(Beginning of PROVIDED DATA)

//! Party Palace - API Server Binary
//!
//! This binary starts the HTTP API server for the party booking platform.
//!
//! # Usage
//!
//! ```bash
//! # Run with default configuration
//! cargo run --bin booking-api
//!
//! # Run with environment variables
//! API_HOST=0.0.0.0 API_PORT=8080 DATABASE_URL=postgres://... cargo run --bin booking-api
//! ```
//!
//! # Environment Variables
//!
//! * `API_HOST` - Server host (default: 0.0.0.0)
//! * `API_PORT` - Server port (default: 8080)
//! * `API_DATABASE_URL` / `DATABASE_URL` - PostgreSQL connection string
//! * `API_STRIPE_SECRET_KEY` - Stripe secret API key
//! * `API_WEBHOOK_SECRET` - Webhook endpoint secret for signature verification
//! * `API_CRON_SECRET` - Bearer token for the cron trigger (unset disables it)
//! * `API_CHECKOUT_SUCCESS_URL` / `API_CHECKOUT_CANCEL_URL` - Checkout redirects
//! * `API_BUSINESS_TIMEZONE` - Venue timezone (default: Australia/Brisbane)
//! * `API_PAYMENT_DUE_DAYS` - Balance-due lead time in days (default: 3)
//! * `API_DEPOSIT_PERCENT` - Deposit percentage (default: 30)
//! * `API_LOG_LEVEL` - Log level: trace, debug, info, warn, error (default: info)

use std::net::SocketAddr;
use std::sync::Arc;

use tokio::net::TcpListener;
use tracing_subscriber::{layer::SubscriberExt, util::SubscriberInitExt, EnvFilter};

use core_kernel::{AdapterHealth, HealthCheckable, SystemClock};
use infra_db::{create_pool_from_url, PostgresBookingStore};
use infra_gateway::{LogNotifier, StripeConfig, StripeGateway};
use interface_api::{config::ApiConfig, create_router, AppState};

/// Main entry point for the API server.
///
/// Initializes logging, loads configuration, wires the adapters and
/// services, and starts the HTTP server.
///
/// # Errors
///
/// Returns an error if:
/// - The configured business timezone is unknown
/// - Database connection fails
/// - Server fails to bind to the configured address
#[tokio::main]
async fn main() -> anyhow::Result<()> {
    // Load .env file if present (useful for local development)
    dotenvy::dotenv().ok();

    // Load configuration from environment
    let config = load_config();

    // Initialize tracing/logging
    init_tracing(&config.log_level);

    tracing::info!(
        host = %config.host,
        port = %config.port,
        timezone = %config.business_timezone,
        "Starting Party Palace API Server"
    );

    // Create database connection pool and adapters
    let pool = create_pool_from_url(&config.database_url).await?;
    let store = Arc::new(PostgresBookingStore::new(pool));
    verify_store(store.as_ref()).await?;

    let gateway = Arc::new(StripeGateway::new(StripeConfig {
        secret_key: config.stripe_secret_key.clone(),
        success_url: config.checkout_success_url.clone(),
        cancel_url: config.checkout_cancel_url.clone(),
    })?);
    let notifier = Arc::new(LogNotifier::new());
    let clock = Arc::new(SystemClock);

    // Wire services and create the API router
    let state = AppState::new(store, gateway, notifier, clock, config.clone())?;
    let app = create_router(state);

    // Parse server address
    let addr: SocketAddr = config.server_addr().parse()?;

    tracing::info!(%addr, "Server listening");

    // Create TCP listener and serve
    let listener = TcpListener::bind(addr).await?;
    axum::serve(listener, app)
        .with_graceful_shutdown(shutdown_signal())
        .await?;

    tracing::info!("Server shutdown complete");
    Ok(())
}

/// Loads API configuration from environment variables.
///
/// Falls back to default values if environment variables are not set.
fn load_config() -> ApiConfig {
    // Try to load from environment with API_ prefix
    ApiConfig::from_env().unwrap_or_else(|_| {
        // Fall back to individual env vars or defaults
        let defaults = ApiConfig::default();
        ApiConfig {
            host: std::env::var("API_HOST").unwrap_or(defaults.host),
            port: std::env::var("API_PORT")
                .ok()
                .and_then(|p| p.parse().ok())
                .unwrap_or(defaults.port),
            database_url: std::env::var("DATABASE_URL")
                .or_else(|_| std::env::var("API_DATABASE_URL"))
                .unwrap_or(defaults.database_url),
            stripe_secret_key: std::env::var("API_STRIPE_SECRET_KEY").unwrap_or_default(),
            webhook_secret: std::env::var("API_WEBHOOK_SECRET").unwrap_or_default(),
            cron_secret: std::env::var("API_CRON_SECRET").ok(),
            checkout_success_url: std::env::var("API_CHECKOUT_SUCCESS_URL")
                .unwrap_or(defaults.checkout_success_url),
            checkout_cancel_url: std::env::var("API_CHECKOUT_CANCEL_URL")
                .unwrap_or(defaults.checkout_cancel_url),
            business_timezone: std::env::var("API_BUSINESS_TIMEZONE")
                .unwrap_or(defaults.business_timezone),
            payment_due_days: std::env::var("API_PAYMENT_DUE_DAYS")
                .ok()
                .and_then(|d| d.parse().ok())
                .unwrap_or(defaults.payment_due_days),
            deposit_percent: std::env::var("API_DEPOSIT_PERCENT")
                .ok()
                .and_then(|d| d.parse().ok())
                .unwrap_or(defaults.deposit_percent),
            log_level: std::env::var("API_LOG_LEVEL")
                .or_else(|_| std::env::var("RUST_LOG"))
                .unwrap_or(defaults.log_level),
        }
    })
}

/// Initializes the tracing subscriber for structured logging.
///
/// # Arguments
///
/// * `log_level` - The minimum log level to output (trace, debug, info, warn, error)
fn init_tracing(log_level: &str) {
    let filter = EnvFilter::try_from_default_env()
        .or_else(|_| EnvFilter::try_new(log_level))
        .unwrap_or_else(|_| EnvFilter::new("info"));

    tracing_subscriber::registry()
        .with(filter)
        .with(tracing_subscriber::fmt::layer().with_target(true))
        .init();
}

/// Checks store connectivity before the server starts accepting traffic.
///
/// The schema itself is applied externally from `migrations/`.
async fn verify_store(store: &PostgresBookingStore) -> anyhow::Result<()> {
    let health = store.health_check().await;
    if health.status == AdapterHealth::Unhealthy {
        anyhow::bail!(
            "Database not ready: {}",
            health.message.unwrap_or_else(|| "unknown".to_string())
        );
    }

    tracing::info!(latency_ms = health.latency_ms, "Database ready");
    Ok(())
}

/// Waits for shutdown signal (Ctrl+C or SIGTERM).
///
/// This enables graceful shutdown of the server, allowing in-flight
/// requests to complete before the process exits.
async fn shutdown_signal() {
    let ctrl_c = async {
        tokio::signal::ctrl_c()
            .await
            .expect("Failed to install Ctrl+C handler");
    };

    #[cfg(unix)]
    let terminate = async {
        tokio::signal::unix::signal(tokio::signal::unix::SignalKind::terminate())
            .expect("Failed to install signal handler")
            .recv()
            .await;
    };

    #[cfg(not(unix))]
    let terminate = std::future::pending::<()>();

    tokio::select! {
        _ = ctrl_c => {
            tracing::info!("Received Ctrl+C, initiating graceful shutdown");
        }
        _ = terminate => {
            tracing::info!("Received SIGTERM, initiating graceful shutdown");
        }
    }
}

(End of PROVIDED DATA)

THE TASK
Write out the lines of the entries, word for word, from the first through the one containing "percentage (default: 30)", and stop at that line.

WRITTEN RESPONSE
//! Party Palace - API Server Binary
//!
//! This binary starts the HTTP API server for the party booking platform.
//!
//! # Usage
//!
//! ```bash
//! # Run with default configuration
//! cargo run --bin booking-api
//!
//! # Run with environment variables
//! API_HOST=0.0.0.0 API_PORT=8080 DATABASE_URL=postgres://... cargo run --bin booking-api
//! ```
//!
//! # Environment Variables
//!
//! * `API_HOST` - Server host (default: 0.0.0.0)
//! * `API_PORT` - Server port (default: 8080)
//! * `API_DATABASE_URL` / `DATABASE_URL` - PostgreSQL connection string
//! * `API_STRIPE_SECRET_KEY` - Stripe secret API key
//! * `API_WEBHOOK_SECRET` - Webhook endpoint secret for signature verification
//! * `API_CRON_SECRET` - Bearer token for the cron trigger (unset disables it)
//! * `API_CHECKOUT_SUCCESS_URL` / `API_CHECKOUT_CANCEL_URL` - Checkout redirects
//! * `API_BUSINESS_TIMEZONE` - Venue timezone (default: Australia/Brisbane)
//! * `API_PAYMENT_DUE_DAYS` - Balance-due lead time in days (default: 3)
//! * `API_DEPOSIT_PERCENT` - Deposit percentage (default: 30)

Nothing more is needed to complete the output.